=== Begin Enclosure ===

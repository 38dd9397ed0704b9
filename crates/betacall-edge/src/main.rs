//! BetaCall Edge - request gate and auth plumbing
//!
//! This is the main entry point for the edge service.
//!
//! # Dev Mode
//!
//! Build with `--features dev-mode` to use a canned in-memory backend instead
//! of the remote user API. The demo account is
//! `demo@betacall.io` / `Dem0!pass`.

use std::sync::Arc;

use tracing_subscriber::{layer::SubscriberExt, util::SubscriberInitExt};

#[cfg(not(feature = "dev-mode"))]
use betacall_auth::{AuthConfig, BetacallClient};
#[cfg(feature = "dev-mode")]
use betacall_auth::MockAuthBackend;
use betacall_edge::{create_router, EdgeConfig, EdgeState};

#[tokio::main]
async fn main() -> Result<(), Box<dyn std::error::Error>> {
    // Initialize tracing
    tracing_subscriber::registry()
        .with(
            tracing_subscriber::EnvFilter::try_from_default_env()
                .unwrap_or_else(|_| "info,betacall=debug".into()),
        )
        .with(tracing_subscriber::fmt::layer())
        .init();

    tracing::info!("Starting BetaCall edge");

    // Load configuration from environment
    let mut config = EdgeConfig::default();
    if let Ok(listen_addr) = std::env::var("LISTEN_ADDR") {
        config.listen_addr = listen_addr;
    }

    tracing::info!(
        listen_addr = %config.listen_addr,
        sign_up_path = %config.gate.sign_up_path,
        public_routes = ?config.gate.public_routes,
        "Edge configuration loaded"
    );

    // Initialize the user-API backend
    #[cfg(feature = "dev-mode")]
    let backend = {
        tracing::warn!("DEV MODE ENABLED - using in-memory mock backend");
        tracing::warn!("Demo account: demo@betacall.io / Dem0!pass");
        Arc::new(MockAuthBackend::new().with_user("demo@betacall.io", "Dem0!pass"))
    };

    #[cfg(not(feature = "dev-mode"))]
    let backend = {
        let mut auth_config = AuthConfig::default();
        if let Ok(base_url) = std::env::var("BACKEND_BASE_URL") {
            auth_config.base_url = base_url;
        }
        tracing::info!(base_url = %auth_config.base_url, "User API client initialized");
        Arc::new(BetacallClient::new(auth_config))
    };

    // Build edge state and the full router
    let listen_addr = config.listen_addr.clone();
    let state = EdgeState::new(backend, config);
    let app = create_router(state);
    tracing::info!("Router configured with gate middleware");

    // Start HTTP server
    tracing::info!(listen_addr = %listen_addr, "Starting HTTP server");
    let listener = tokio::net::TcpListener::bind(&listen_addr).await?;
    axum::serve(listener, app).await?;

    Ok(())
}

=== End Enclosure ===

Task to complete: Report each line in the data above that holds the word "tokio" by copying it.

Written answer:
#[tokio::main]
    let listener = tokio::net::TcpListener::bind(&listen_addr).await?;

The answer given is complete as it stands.